Speed costs money on this corridor, and the premium varies. Remitly's Express tier typically delivers within hours but carries a wider exchange rate spread of approximately 1–2% versus Economy. Wise standard transfers settle in 1–2 business days using the mid-market rate, making it the superior choice when timing is flexible. WorldRemit can credit Philippine bank accounts within minutes for a higher fixed fee. The practical rule: use Economy or Standard when you're topping up regular monthly support, and pay for speed only when the recipient faces a time-sensitive expense like a medical bill or school enrollment deadline.
A meaningful regulatory advantage for this corridor: the Philippines imposes no tax on incoming remittances. The full amount credited to your recipient's account is theirs to use — no withholding, no declaration requirement on money received from abroad. This zero-tax treatment has historically incentivized remittance flows and is part of why OFW remittances topped $36 billion in 2023. From a planning perspective, you can send large lump sums — for property purchases or tuition payments — without triggering any Philippine tax liability on the recipient side.
The two dominant receiving banks in the Philippines are BDO Unibank and Bank of the Philippine Islands (BPI), which together hold the majority of personal deposit accounts nationwide. All major digital providers — Wise, Remitly, WorldRemit, and Revolut — support direct delivery to accounts at both banks, typically crediting within one to two business days. If your recipient banks with a smaller provincial institution, confirm compatibility before initiating a large transfer; cash pickup via partner networks like Cebuana Lhuillier or M Lhuillier remains a reliable fallback.
The best rate available to senders is the mid-market rate, which Wise approximates by charging a transparent fee of 0.6–1.1% instead of embedding a markup. Swedish banks typically apply a 4–8% margin on top of the base rate, so always compare the total PHP received rather than the stated fee.
Standard bank-to-bank transfers via Wise or Remitly Economy typically settle in 1–2 business days to BDO Unibank or BPI accounts.

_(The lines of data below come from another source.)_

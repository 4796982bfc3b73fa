//! Rock Splitter headless runner
//!
//! Plays a scripted session against a recording surface and logs how the
//! field evolves. Set `ROCK_SPLITTER_CONFIG` to a JSON file to override
//! tuning, and `RUST_LOG=debug` to see collisions.

use rock_splitter::sim::EntityTag;
use rock_splitter::{Control, ControlState, CommandRecorder, ConfigError, Game, GameConfig};

const ARENA_WIDTH: f32 = 800.0;
const ARENA_HEIGHT: f32 = 600.0;
/// About ten seconds at 60 Hz
const FRAMES: u64 = 600;

/// Controls held on a given frame: sweep the gun around while firing in
/// bursts, with occasional thrust.
fn scripted_input(frame: u64) -> ControlState {
    let mut input = ControlState::new();
    input.set(Control::TurnRight, frame % 120 < 40);
    input.set(Control::TurnLeft, (60..80).contains(&(frame % 120)));
    input.set(Control::Thrust, (90..100).contains(&(frame % 120)));
    input.set(Control::Fire, frame % 8 == 0);
    input
}

fn load_config() -> Result<GameConfig, ConfigError> {
    match std::env::var_os("ROCK_SPLITTER_CONFIG") {
        Some(path) => GameConfig::load(path),
        None => Ok(GameConfig::default()),
    }
}

fn main() -> Result<(), ConfigError> {
    env_logger::Builder::from_env(env_logger::Env::default().default_filter_or("info")).init();
    log::info!("Rock Splitter (headless) starting...");

    let config = load_config()?;
    let mut game = Game::new(CommandRecorder::new(ARENA_WIDTH, ARENA_HEIGHT), config);

    for frame in 0..FRAMES {
        game.frame(&scripted_input(frame));

        if (frame + 1) % 60 == 0 {
            log::info!(
                "frame {}: {} asteroids, {} bullets in flight, {} draw calls",
                game.frame_count(),
                game.asteroid_count(),
                game.count(EntityTag::Bullet),
                game.surface().commands().len()
            );
        }
    }

    if let Some(ship) = game.player() {
        log::info!(
            "ship at ({:.1}, {:.1}) heading {:.0} deg",
            ship.center.x,
            ship.center.y,
            ship.rotation().unwrap_or_default()
        );
    }
    match serde_json::to_string(&game.snapshot()) {
        Ok(json) => log::debug!("final snapshot: {json}"),
        Err(e) => log::warn!("could not serialize snapshot: {e}"),
    }

    Ok(())
}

Express options from Remitly or WorldRemit can credit funds within hours, though they carry a slightly higher cost.
Digital providers charge 0.6–2% of the transfer amount, often with a small fixed component; on 10,000 SEK this typically comes to 100–200 SEK. Swedish banks charge 150–350 SEK in fixed fees plus a 4–8% exchange rate markup, making them significantly more expensive for most transfer sizes.
Yes — providers like Wise, Remitly, and WorldRemit are regulated financial institutions licensed in Sweden under Finansinspektionen and in the EU under PSD2, with funds held in segregated client accounts. They serve hundreds of millions of transactions annually and offer recipient confirmation and transfer tracking throughout the process.